As dificuldades financeiras e a falta de apoio governamental para o desenvolvimento de veículos de comunicação religiosos foram o enfoque principal do seminário “A importância social e cultural da programação cristã nos meios de comunicação”. O encontro, promovido pela Comissão de Ciência e Tecnologia, Comunicação e Informática, foi realizado na quarta-feira (20) na Câmara dos Deputados.

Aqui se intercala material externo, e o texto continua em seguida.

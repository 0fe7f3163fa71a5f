//! Detection of taxa with identical distance rows.

use std::{
    collections::HashMap,
    hash::{DefaultHasher, Hash, Hasher},
};

use rayon::prelude::*;

use crate::Real;

/// Groups rows whose entries are all equal, in order of first appearance.
///
/// Rows are hashed in parallel and then compared exactly, so a hash collision
/// never merges distinct rows. Only groups with at least two members are
/// returned.
pub(super) fn identical_rows<'a, T, R>(row_count: usize, row: R) -> Vec<Vec<usize>>
where
    T: Real,
    R: Fn(usize) -> &'a [T] + Sync,
{
    let hashes: Vec<u64> = (0..row_count)
        .into_par_iter()
        .map(|index| row_hash(row(index)))
        .collect();

    let mut buckets: HashMap<u64, Vec<Vec<usize>>> = HashMap::new();
    let mut order: Vec<(u64, usize)> = Vec::new();
    for (index, hash) in hashes.into_iter().enumerate() {
        let classes = buckets.entry(hash).or_default();
        match classes
            .iter_mut()
            .find(|class| class.first().is_some_and(|&first| row(first) == row(index)))
        {
            Some(class) => class.push(index),
            None => {
                order.push((hash, classes.len()));
                classes.push(vec![index]);
            }
        }
    }

    order
        .into_iter()
        .filter_map(|(hash, slot)| {
            let class = buckets.get_mut(&hash)?.get_mut(slot)?;
            (class.len() > 1).then(|| std::mem::take(class))
        })
        .collect()
}

fn row_hash<T: Real>(values: &[T]) -> u64 {
    let mut hasher = DefaultHasher::new();
    for &value in values {
        // -0.0 and 0.0 compare equal, so they must hash alike.
        let canonical = if value == T::ZERO { T::ZERO } else { value };
        canonical.to_bits_u64().hash(&mut hasher);
    }
    hasher.finish()
}
//! Unpruned row walk used as the reference for the bounded search.
//!
//! Reads the same sorted rows and bookkeeping as the search, but visits
//! every entry up to the sentinel. Any difference from the pruned walk is a
//! pruning error rather than a storage error.

use crate::{
    bounding::{bookkeeping::ClusterBook, sorter::SortedRows},
    engine::{RowMinimum, criterion},
};

/// Best candidate of `row` over every live entry, keeping the first of any
/// tied entries in walk order.
pub(super) fn unpruned_row_minimum(
    row: usize,
    sorted: &SortedRows<f64>,
    book: &ClusterBook<f64>,
    row_cluster: usize,
) -> RowMinimum<f64> {
    let scaled_row = book.scaled_total(row_cluster);
    sorted
        .values(row)
        .iter()
        .zip(sorted.clusters(row))
        .take(sorted.len(row))
        .filter_map(|(&distance, &cluster)| {
            let other = book.row_of(cluster)?;
            let value = criterion(distance, book.scaled_total(cluster), scaled_row);
            Some(RowMinimum::pair(row, other, value))
        })
        .fold(RowMinimum::none(row), |best, candidate| {
            if candidate.value() < best.value() {
                candidate
            } else {
                best
            }
        })
}

/// Number of live pairs stored across all rows.
pub(super) fn live_entries(sorted: &SortedRows<f64>, book: &ClusterBook<f64>) -> usize {
    (0..sorted.row_count())
        .map(|row| {
            sorted.clusters(row)[..sorted.len(row)]
                .iter()
                .filter(|&&cluster| book.is_live(cluster))
                .count()
        })
        .sum()
}
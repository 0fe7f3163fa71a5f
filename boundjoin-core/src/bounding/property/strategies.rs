//! Matrix generators for the bounded search properties.
//!
//! Each generator returns a symmetric matrix with a zero diagonal. Sizes
//! stay modest so that the per-iteration oracle checks remain cheap.

use proptest::prelude::*;
use rand::{Rng, SeedableRng, rngs::SmallRng};

use super::types::{DistanceDistribution, JoinFixture};

/// Minimum taxon count for generated matrices.
const MIN_TAXA: usize = 5;
/// Maximum taxon count for generated matrices.
const MAX_TAXA: usize = 40;

pub(super) fn join_fixture_strategy() -> impl Strategy<Value = JoinFixture> {
    (any::<DistanceDistribution>(), any::<u64>()).prop_map(|(distribution, seed)| {
        let mut rng = SmallRng::seed_from_u64(seed);
        generate_fixture(distribution, &mut rng)
    })
}

/// Generates a fixture for a specific distribution.
pub(super) fn generate_fixture(distribution: DistanceDistribution, rng: &mut SmallRng) -> JoinFixture {
    let taxa = rng.gen_range(MIN_TAXA..=MAX_TAXA);
    let rows = match distribution {
        DistanceDistribution::Continuous => symmetric(taxa, |_, _| rng.gen_range(0.5..50.0)),
        DistanceDistribution::ManyTies => {
            symmetric(taxa, |_, _| f64::from(rng.gen_range(1_u8..=4)))
        }
        DistanceDistribution::Additive => additive(taxa, rng),
        DistanceDistribution::Duplicates => duplicated(taxa, rng),
    };
    JoinFixture { rows, distribution }
}

fn symmetric(taxa: usize, mut draw: impl FnMut(usize, usize) -> f64) -> Vec<Vec<f64>> {
    let mut rows = vec![vec![0.0; taxa]; taxa];
    for row in 1..taxa {
        for column in 0..row {
            let value = draw(row, column);
            rows[row][column] = value;
            rows[column][row] = value;
        }
    }
    rows
}

/// Path lengths of a tree built by joining random pairs of subtrees.
fn additive(taxa: usize, rng: &mut SmallRng) -> Vec<Vec<f64>> {
    let mut rows = vec![vec![0.0; taxa]; taxa];
    // Each subtree lists its leaves with their depth below the subtree root.
    let mut subtrees: Vec<Vec<(usize, f64)>> = (0..taxa).map(|leaf| vec![(leaf, 0.0)]).collect();
    while subtrees.len() > 1 {
        let first = subtrees.swap_remove(rng.gen_range(0..subtrees.len()));
        let second = subtrees.swap_remove(rng.gen_range(0..subtrees.len()));
        let first_length: f64 = rng.gen_range(0.5..5.0);
        let second_length: f64 = rng.gen_range(0.5..5.0);
        for &(a, depth_a) in &first {
            for &(b, depth_b) in &second {
                let distance = depth_a + first_length + depth_b + second_length;
                rows[a][b] = distance;
                rows[b][a] = distance;
            }
        }
        let merged = first
            .into_iter()
            .map(|(leaf, depth)| (leaf, depth + first_length))
            .chain(
                second
                    .into_iter()
                    .map(|(leaf, depth)| (leaf, depth + second_length)),
            )
            .collect();
        subtrees.push(merged);
    }
    rows
}

/// Continuous distances over a smaller set of distinct taxa, with the
/// remaining taxa copying one of them exactly.
fn duplicated(taxa: usize, rng: &mut SmallRng) -> Vec<Vec<f64>> {
    let distinct = rng.gen_range(3..taxa);
    let base = symmetric(distinct, |_, _| rng.gen_range(0.5..50.0));
    let origin: Vec<usize> = (0..taxa)
        .map(|taxon| {
            if taxon < distinct {
                taxon
            } else {
                rng.gen_range(0..distinct)
            }
        })
        .collect();
    symmetric(taxa, |row, column| base[origin[row]][origin[column]])
}

// Biased towards ties, the case most likely to expose an ordering slip.
impl proptest::arbitrary::Arbitrary for DistanceDistribution {
    type Parameters = ();
    type Strategy = proptest::strategy::TupleUnion<(
        proptest::strategy::WA<proptest::strategy::Just<Self>>,
        proptest::strategy::WA<proptest::strategy::Just<Self>>,
        proptest::strategy::WA<proptest::strategy::Just<Self>>,
        proptest::strategy::WA<proptest::strategy::Just<Self>>,
    )>;

    fn arbitrary_with(_: Self::Parameters) -> Self::Strategy {
        prop_oneof![
            2 => Just(Self::Continuous),
            3 => Just(Self::ManyTies),
            2 => Just(Self::Additive),
            1 => Just(Self::Duplicates),
        ]
    }
}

O evento teve a presença de representantes de vários veículos de comunicação religiosos, como Rede Vida, Canção Nova, Rede Gospel, entre outros.

[b]Preconceito [/b]

O diretor-presidente da Rede Vida, João Monteiro, desabafou sobre as dificuldades de aceitação e manutenção financeira dos veículos de comunicação, segundo ele, pouco ajudados pelo governo e pelo mercado: “Existe uma audiência muito pouco falada, um preconceito no trabalho que realizamos. Um novo jeito de se financiar a mídia é pela assinatura de TV a cabo”.

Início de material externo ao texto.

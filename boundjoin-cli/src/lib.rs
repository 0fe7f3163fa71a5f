//! Support library for the boundjoin CLI binary.
//!
//! Re-exports the CLI module so doctests and integration tests can exercise the
//! command pipeline without forking a subprocess.

pub mod cli;
pub mod logging;
//! Command-line interface orchestration for boundjoin.
//!
//! The `run` command reads a PHYLIP distance matrix, optionally paired with a
//! PHYLIP variance matrix, builds a tree and writes it in Newick format.

mod commands;
mod source;

pub use commands::{
    AlgorithmArg, Cli, CliError, Command, ExecutionSummary, Precision, RunCommand,
    render_summary, run_cli,
};
pub use source::VarianceSource;
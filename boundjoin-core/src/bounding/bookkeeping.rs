//! Per-cluster state consulted by the bounded search.
//!
//! Everything here is indexed by cluster id rather than row, because the
//! sorted rows refer to partners by cluster id. Clusters that have been
//! joined away keep their slot with a total of negative infinity, so any
//! criterion computed from them is positive infinity.

use crate::{Real, engine::total_scale};

#[derive(Clone, Debug)]
pub(crate) struct ClusterBook<T> {
    cluster_to_row: Vec<Option<usize>>,
    cluster_totals: Vec<T>,
    scaled_totals: Vec<T>,
    scaled_max_earlier: Vec<T>,
    live: usize,
}

impl<T: Real> ClusterBook<T> {
    pub(crate) fn new(row_to_cluster: &[usize], row_totals: &[T]) -> Self {
        let clusters = row_to_cluster.iter().copied().max().map_or(0, |max| max + 1);
        let mut book = Self {
            cluster_to_row: vec![None; clusters],
            cluster_totals: vec![T::NEG_INFINITY; clusters],
            scaled_totals: vec![T::NEG_INFINITY; clusters],
            scaled_max_earlier: vec![T::NEG_INFINITY; clusters],
            live: row_to_cluster.len(),
        };
        for (row, &cluster) in row_to_cluster.iter().enumerate() {
            book.cluster_to_row[cluster] = Some(row);
        }
        book.refresh_totals(row_to_cluster, row_totals);
        book
    }

    #[inline]
    pub(crate) fn is_live(&self, cluster: usize) -> bool {
        self.row_of(cluster).is_some()
    }

    #[inline]
    pub(crate) fn row_of(&self, cluster: usize) -> Option<usize> {
        self.cluster_to_row.get(cluster).copied().flatten()
    }

    #[inline]
    pub(crate) fn scaled_total(&self, cluster: usize) -> T {
        self.scaled_totals[cluster]
    }

    /// Largest scaled total among live clusters with a smaller id.
    #[inline]
    pub(crate) fn scaled_max_earlier(&self, cluster: usize) -> T {
        self.scaled_max_earlier[cluster]
    }

    pub(crate) fn live_count(&self) -> usize {
        self.live
    }

    pub(crate) fn cluster_count(&self) -> usize {
        self.cluster_to_row.len()
    }

    /// Records that `left` and `right` became `merged` in row `row`.
    ///
    /// `moved` names the cluster whose row was relocated into the vacated row,
    /// together with that row.
    pub(crate) fn record_join(
        &mut self,
        left: usize,
        right: usize,
        merged: usize,
        row: usize,
        moved: Option<(usize, usize)>,
    ) {
        for cluster in [left, right] {
            self.cluster_to_row[cluster] = None;
            self.cluster_totals[cluster] = T::NEG_INFINITY;
            self.scaled_totals[cluster] = T::NEG_INFINITY;
        }
        if let Some((cluster, to)) = moved {
            self.cluster_to_row[cluster] = Some(to);
        }
        if merged >= self.cluster_to_row.len() {
            let len = merged + 1;
            self.cluster_to_row.resize(len, None);
            self.cluster_totals.resize(len, T::NEG_INFINITY);
            self.scaled_totals.resize(len, T::NEG_INFINITY);
            self.scaled_max_earlier.resize(len, T::NEG_INFINITY);
        }
        self.cluster_to_row[merged] = Some(row);
        self.live -= 1;
    }

    /// Copies the engine's row totals onto the live clusters.
    pub(crate) fn refresh_totals(&mut self, row_to_cluster: &[usize], row_totals: &[T]) {
        for (&cluster, &total) in row_to_cluster.iter().zip(row_totals) {
            self.cluster_totals[cluster] = total;
        }
    }

    /// Recomputes scaled totals for `row_count` live rows, along with the
    /// running maximum over live clusters with smaller ids.
    pub(crate) fn rescale(&mut self, row_count: usize) {
        let scale = total_scale::<T>(row_count);
        let mut running = T::NEG_INFINITY;
        for cluster in 0..self.cluster_to_row.len() {
            let scaled = self.cluster_totals[cluster] * scale;
            self.scaled_totals[cluster] = scaled;
            self.scaled_max_earlier[cluster] = running;
            if self.cluster_to_row[cluster].is_some() && running < scaled {
                running = scaled;
            }
        }
    }
}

O padre Joãozinho, professor de teologia, entende que a relação entre religião e política deve existir, mas não deve ser confundida, uma vez que se complementam. “Existem ataques à presença da igreja nos meios de comunicação. Um estado verdadeiramente laico não é religioso, ateu ou agnóstico. É um estado de liberdade religiosa, popular, aonde as expressões religiosas nos meios de comunicação são possíveis e democráticas”, disse.

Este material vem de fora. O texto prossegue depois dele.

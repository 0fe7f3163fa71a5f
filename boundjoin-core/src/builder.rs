//! Builder utilities for configuring tree construction.
//!
//! Exposes the algorithm selection surface and the validation performed
//! before a [`Joiner`] is constructed.

use std::num::NonZeroUsize;

use crate::{BoundingConfig, Result, error::JoinError, joiner::Joiner};

/// Tree-building algorithm run by a [`Joiner`].
///
/// The accelerated variants produce exactly the trees their naive
/// counterparts produce; they only examine fewer matrix entries.
///
/// # Examples
/// ```
/// use boundjoin_core::Algorithm;
///
/// assert_eq!(Algorithm::default(), Algorithm::RapidNj);
/// assert!(Algorithm::RapidBionj.is_bounded());
/// assert!(!Algorithm::Bionj.is_bounded());
/// ```
#[derive(Debug, Default, Clone, Copy, PartialEq, Eq, Hash)]
pub enum Algorithm {
    /// Neighbour joining with a full scan per join.
    Nj,
    /// BIONJ with a full scan per join.
    Bionj,
    /// Neighbour joining with the branch-and-bound search.
    #[default]
    RapidNj,
    /// BIONJ with the branch-and-bound search.
    RapidBionj,
}

impl Algorithm {
    /// Returns `true` for the branch-and-bound variants.
    #[must_use]
    pub const fn is_bounded(self) -> bool {
        matches!(self, Self::RapidNj | Self::RapidBionj)
    }

    /// Returns the name used in logs and on the command line.
    #[must_use]
    pub const fn as_str(self) -> &'static str {
        match self {
            Self::Nj => "nj",
            Self::Bionj => "bionj",
            Self::RapidNj => "rapid-nj",
            Self::RapidBionj => "rapid-bionj",
        }
    }
}

/// Configures and constructs [`Joiner`] instances.
///
/// # Examples
/// ```
/// use boundjoin_core::{Algorithm, JoinerBuilder};
///
/// let joiner = JoinerBuilder::new()
///     .with_algorithm(Algorithm::RapidBionj)
///     .with_threads(2)
///     .build()
///     .expect("builder configuration is valid");
/// assert_eq!(joiner.algorithm(), Algorithm::RapidBionj);
/// assert_eq!(joiner.config().threads().get(), 2);
/// ```
#[derive(Debug, Clone)]
pub struct JoinerBuilder {
    algorithm: Algorithm,
    threads: Option<usize>,
    config: BoundingConfig,
}

impl Default for JoinerBuilder {
    fn default() -> Self {
        Self {
            algorithm: Algorithm::default(),
            threads: None,
            config: BoundingConfig::default(),
        }
    }
}

impl JoinerBuilder {
    /// Creates a builder populated with default parameters.
    ///
    /// # Examples
    /// ```
    /// use boundjoin_core::{Algorithm, JoinerBuilder};
    ///
    /// let builder = JoinerBuilder::new();
    /// assert_eq!(builder.algorithm(), Algorithm::RapidNj);
    /// assert_eq!(builder.purge_fraction(), (2, 3));
    /// ```
    #[must_use]
    pub fn new() -> Self {
        Self::default()
    }

    /// Selects the algorithm.
    #[must_use]
    pub fn with_algorithm(mut self, algorithm: Algorithm) -> Self {
        self.algorithm = algorithm;
        self
    }

    /// Returns the configured algorithm.
    #[must_use]
    pub fn algorithm(&self) -> Algorithm {
        self.algorithm
    }

    /// Overrides the worker count. Zero is rejected by [`JoinerBuilder::build`].
    ///
    /// # Examples
    /// ```
    /// use boundjoin_core::JoinerBuilder;
    ///
    /// let builder = JoinerBuilder::new().with_threads(4);
    /// assert_eq!(builder.threads(), Some(4));
    /// ```
    #[must_use]
    pub fn with_threads(mut self, threads: usize) -> Self {
        self.threads = Some(threads);
        self
    }

    /// Returns the explicitly requested worker count, if any.
    #[must_use]
    pub fn threads(&self) -> Option<usize> {
        self.threads
    }

    /// Purges stale sorted entries each time the row count falls to
    /// `numerator / denominator` of its value at the previous purge.
    #[must_use]
    pub fn with_purge_fraction(mut self, numerator: usize, denominator: usize) -> Self {
        self.config = self.config.with_purge_fraction(numerator, denominator);
        self
    }

    /// Returns the purge fraction as `(numerator, denominator)`.
    #[must_use]
    pub fn purge_fraction(&self) -> (usize, usize) {
        self.config.purge_fraction()
    }

    /// Sets how many items each worker must have before a region fans out.
    #[must_use]
    pub fn with_parallel_threshold_per_thread(mut self, items: usize) -> Self {
        self.config = self.config.with_parallel_threshold_per_thread(items);
        self
    }

    /// Enables or disables seeding each search from the previous minima.
    #[must_use]
    pub fn with_seed_bound_from_previous(mut self, enabled: bool) -> Self {
        self.config = self.config.with_seed_bound_from_previous(enabled);
        self
    }

    /// Enables or disables scanning the previous best rows first.
    #[must_use]
    pub fn with_order_rows_by_previous(mut self, enabled: bool) -> Self {
        self.config = self.config.with_order_rows_by_previous(enabled);
        self
    }

    /// Validates the configuration and constructs a [`Joiner`].
    ///
    /// # Errors
    /// Returns [`JoinError::InvalidThreadCount`] when zero threads were
    /// requested and [`JoinError::InvalidPurgeFraction`] when the purge
    /// fraction does not lie strictly between zero and one.
    ///
    /// # Examples
    /// ```
    /// use boundjoin_core::{JoinErrorCode, JoinerBuilder};
    ///
    /// let err = JoinerBuilder::new().with_threads(0).build().unwrap_err();
    /// assert_eq!(err.code(), JoinErrorCode::InvalidThreadCount);
    /// ```
    pub fn build(self) -> Result<Joiner> {
        let mut config = self.config;
        if let Some(got) = self.threads {
            let threads = NonZeroUsize::new(got).ok_or(JoinError::InvalidThreadCount { got })?;
            config = config.with_threads(threads);
        }
        config.validate()?;
        Ok(Joiner::new(self.algorithm, config))
    }
}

Má distribuição do investimento

Para o deputado Silas Câmara (PSD-AM), não existe “justiça social” na distribuição de renda entre os veículos de comunicação. “Nós temos um modelo hoje [de comunicação] que quem é grande vai ficar maior, e quem é pequeno vai acabar”, afirmou.

O deputado Fábio Sousa (PSDB-GO), que presidiu o seminário, ressaltou a importância da comunicação religiosa para a formação cultural da população e enalteceu o desenvolvimento deste segmento nos últimos anos. “A produção cristã é algo extraordinário. Hoje é feito com qualidade, preparo, produção, com equipes boas e apresentadores qualificados”, completou.